Las buenas costumbres


Mamá hablaba de mi hombre ideal. De cómo habría de cuidar de mí; de las cosas dulces que al oído me iba a decir. De las noches de luna tomados de la mano, de los presentes, de los helados.
Mamá decía que podía encontrarlo iba en el supermercado, en el cine, en el banco, en la calle, en un Rolls Royce; que sería un hombre alto, guapo, con ojos azules o verdes, de dientes blancos, de pecho ancho, de largas manos, de pies delgados; sensible, romántico; con futuro, quizás ingeniero, médico o pastor.
Mamá decía que a los veinticinco debía tener: dos años de casada, mucama, al menos un hijo, un perro, una buena vajilla y no pagar alquiler.
Mamá decía que de nada me serviría estudiar, que dejara la medicina sin dejar de ir a la facultad, que seguro allí al hombre ideal iba a encontrar, pero que seis años de estudio, la maestría y el trabajo no me iban a ayudar.
Conocí a Manuel que me tomaba la mano, a Andrés en un banco, a Mario en el cine, a Augusto en el supermercado, a Miguel en un Rolls Royce; a Antonio que era ingeniero, a Nicolás que me regalaba helados, a Daniel que era abogado y a Alberto que era pastor.
Mamá decía que Manuel no me cuidaba y que lo de Andrés no era profesión; que Mario era muy pobre, que Augusto era judío y Miguel, conductor; que Antonio era muy feo, que Nicolás era artista, que Daniel era abogado y que Alberto, jugador.
A los veinticinco trabajaba en el hospital, no había encontrado al hombre ideal y vivía con mamá.
A los veintiséis iniciaba la maestría, no tenía mucama y vivía con mamá.
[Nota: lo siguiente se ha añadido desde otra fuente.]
//! Type definitions

pub mod event;
pub mod messages;
pub mod report;
pub mod row;

pub use event::*;
pub use messages::*;
pub use report::*;
pub use row::*;
//! Transactional email sending abstraction.
//!
//! `EmailSender` is the core trait - `SendGridEmailSender` or `ResendEmailSender`
//! in production, `LogEmailSender` in dev/staging (logs to tracing),
//! `FakeEmailSender` in tests.
//!
//! The trait is object-safe so callers can hold `Arc<dyn EmailSender>`.
//! Sender identity and API keys are fixed at construction; `send` only takes
//! the message.

use std::collections::{HashMap, HashSet};
use std::sync::Arc;
use std::time::Duration;

use anyhow::Result;
use async_trait::async_trait;
use parking_lot::Mutex;
use serde_json::json;
use tracing::info;

use crate::config::{EmailConfig, EmailProvider};

// =============================================================================
// Core trait
// =============================================================================

/// Represents a rendered plain-text email ready to send.
#[derive(Debug, Clone, PartialEq, Eq)]
pub struct EmailMessage {
    pub to: String,
    pub subject: String,
    pub text: String,
}

/// Abstraction over an email transport.
#[async_trait]
pub trait EmailSender: Send + Sync {
    async fn send(&self, msg: EmailMessage) -> Result<()>;

    fn name(&self) -> &'static str;
}

/// Build the sender selected by `config.provider`.
pub fn create_email_sender(config: &EmailConfig) -> Result<Arc<dyn EmailSender>> {
    let sender: Arc<dyn EmailSender> = match config.provider {
        EmailProvider::SendGrid => {
            let api_key = config
                .sendgrid_api_key
                .clone()
                .ok_or_else(|| anyhow::anyhow!("SENDGRID_API_KEY must be set for the sendgrid provider"))?;
            Arc::new(SendGridEmailSender::new(api_key, &config.from_email))
        }
        EmailProvider::Resend => {
            let api_key = config
                .resend_api_key
                .clone()
                .ok_or_else(|| anyhow::anyhow!("RESEND_API_KEY must be set for the resend provider"))?;
            Arc::new(ResendEmailSender::new(api_key, &config.from_email))
        }
        EmailProvider::Log => Arc::new(LogEmailSender),
    };
    info!("Email sender initialized: {}", sender.name());
    Ok(sender)
}

// =============================================================================
// LogEmailSender - writes to tracing (dev / staging)
// =============================================================================

pub struct LogEmailSender;

#[async_trait]
impl EmailSender for LogEmailSender {
    async fn send(&self, msg: EmailMessage) -> Result<()> {
        info!(
            to = %msg.to,
            subject = %msg.subject,
            "[LogEmailSender] Would send email\n---TEXT---\n{}",
            msg.text,
        );
        Ok(())
    }

    fn name(&self) -> &'static str {
        "log"
    }
}

// =============================================================================
// FakeEmailSender - captures sent messages in a Vec (tests)
// =============================================================================

/// Collects sent messages in memory for assertion in tests.
///
/// Addresses registered with `fail_for` are rejected without being recorded.
#[derive(Default)]
pub struct FakeEmailSender {
    sent: Mutex<Vec<EmailMessage>>,
    attempts: Mutex<Vec<String>>,
    failing: HashSet<String>,
    delay: Option<Duration>,
}

impl FakeEmailSender {
    pub fn new() -> Self {
        Self::default()
    }

    pub fn fail_for<I, S>(addresses: I) -> Self
    where
        I: IntoIterator<Item = S>,
        S: Into<String>,
    {
        Self {
            failing: addresses.into_iter().map(Into::into).collect(),
            ..Self::default()
        }
    }

    /// Hold every send for `delay` before recording it
    pub fn with_delay(mut self, delay: Duration) -> Self {
        self.delay = Some(delay);
        self
    }

    pub fn sent_messages(&self) -> Vec<EmailMessage> {
        self.sent.lock().clone()
    }

    /// Every address `send` was called with, successful or not
    pub fn attempted(&self) -> Vec<String> {
        self.attempts.lock().clone()
    }
}

#[async_trait]
impl EmailSender for FakeEmailSender {
    async fn send(&self, msg: EmailMessage) -> Result<()> {
        if let Some(delay) = self.delay {
            tokio::time::sleep(delay).await;
        }
        self.attempts.lock().push(msg.to.clone());
        if self.failing.contains(&msg.to) {
            anyhow::bail!("mailbox unavailable: {}", msg.to);
        }
        self.sent.lock().push(msg);
        Ok(())
    }

    fn name(&self) -> &'static str {
        "fake"
    }
}

// =============================================================================
// SendGridEmailSender - live SendGrid v3 API
// =============================================================================

const SENDGRID_URL: &str = "https://api.sendgrid.com/v3/mail/send";

pub struct SendGridEmailSender {
    client: reqwest::Client,
    api_key: String,
    from: String,
}

impl SendGridEmailSender {
    pub fn new(api_key: impl Into<String>, from: impl Into<String>) -> Self {
        Self {
            client: reqwest::Client::new(),
            api_key: api_key.into(),
            from: from.into(),
        }
    }

    fn payload(&self, msg: &EmailMessage) -> serde_json::Value {
        json!({
            "personalizations": [{ "to": [{ "email": msg.to }] }],
            "from": { "email": self.from },
            "subject": msg.subject,
            "content": [{ "type": "text/plain", "value": msg.text }],
        })
    }
}

#[async_trait]
impl EmailSender for SendGridEmailSender {
    async fn send(&self, msg: EmailMessage) -> Result<()> {
        let response = self
            .client
            .post(SENDGRID_URL)
            .bearer_auth(&self.api_key)
            .json(&self.payload(&msg))
            .send()
            .await?;

        if !response.status().is_success() {
            let status = response.status();
            let body = response.text().await.unwrap_or_default();
            return Err(anyhow::anyhow!("SendGrid API error {}: {}", status, body));
        }

        info!(to = %msg.to, subject = %msg.subject, "Email sent via SendGrid");
        Ok(())
    }

    fn name(&self) -> &'static str {
        "sendgrid"
    }
}

// =============================================================================
// ResendEmailSender - live Resend.com API
// =============================================================================

pub struct ResendEmailSender {
    client: reqwest::Client,
    api_key: String,
    from: String,
}

impl ResendEmailSender {
    pub fn new(api_key: impl Into<String>, from: impl Into<String>) -> Self {
        Self {
            client: reqwest::Client::new(),
            api_key: api_key.into(),
            from: from.into(),
        }
    }
}

#[async_trait]
impl EmailSender for ResendEmailSender {
    async fn send(&self, msg: EmailMessage) -> Result<()> {
        let mut body = HashMap::new();
        body.insert("from", self.from.as_str());
        body.insert("to", msg.to.as_str());
        body.insert("subject", msg.subject.as_str());
        body.insert("text", msg.text.as_str());

        let response = self
            .client
            .post("https://api.resend.com/emails")
            .bearer_auth(&self.api_key)
            .json(&body)
            .send()
            .await?;

        if !response.status().is_success() {
            let status = response.status();
            let body = response.text().await.unwrap_or_default();
            return Err(anyhow::anyhow!("Resend API error {}: {}", status, body));
        }

        info!(to = %msg.to, subject = %msg.subject, "Email sent via Resend");
        Ok(())
    }

    fn name(&self) -> &'static str {
        "resend"
    }
}

// =============================================================================
// Tests
// =============================================================================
A los veintisiete no tenía un hijo y vivía con mamá.
A los veintiocho cerraba traumatología, no tenía perro y vivía con mamá.
A los veintinueve trabajaba en emergencias, no tenía vajilla y vivía con mamá.
El día de mis treinta, encontré a Manuel que era médico, dos meses después a Andrés en el supermercado, a la semana a Mario en un Rolls Royce; diez días después a Augusto que me invitó a un helado, en diciembre a Miguel que me tomó de la mano, en enero a Antonio en el banco, a la semana a Nicolás en el cine, en mayo a Daniel que era abogado y ayer a Alberto predicando desde su balcón.
Hoy cumplo treinta y uno y tengo al hombre ideal. Sobran algunas partes que luego he de desechar. Ahora está en la tina rodeado de frío y de silencio; mi hombre ideal. Caderas y piernas de Manuel, cabeza de Andrés, ojo azul de Mario, verde de Augusto, dientes de Miguel, pecho ancho de Antonio, largas manos de Nicolás, nada de Daniel que es abogado, pies delgados de Alberto y el cerebro de mamá que sabe cómo debe ser mi hombre ideal.
Tengo que pensar en el niño. Manuel, Augusto, Mario y Alberto eran padres. Tengo que pensar en el perro, en la mucama, en comprar una buena vajilla.
Sólo una cosa me hace respirar tranquila, no debo preocuparme por el alquiler.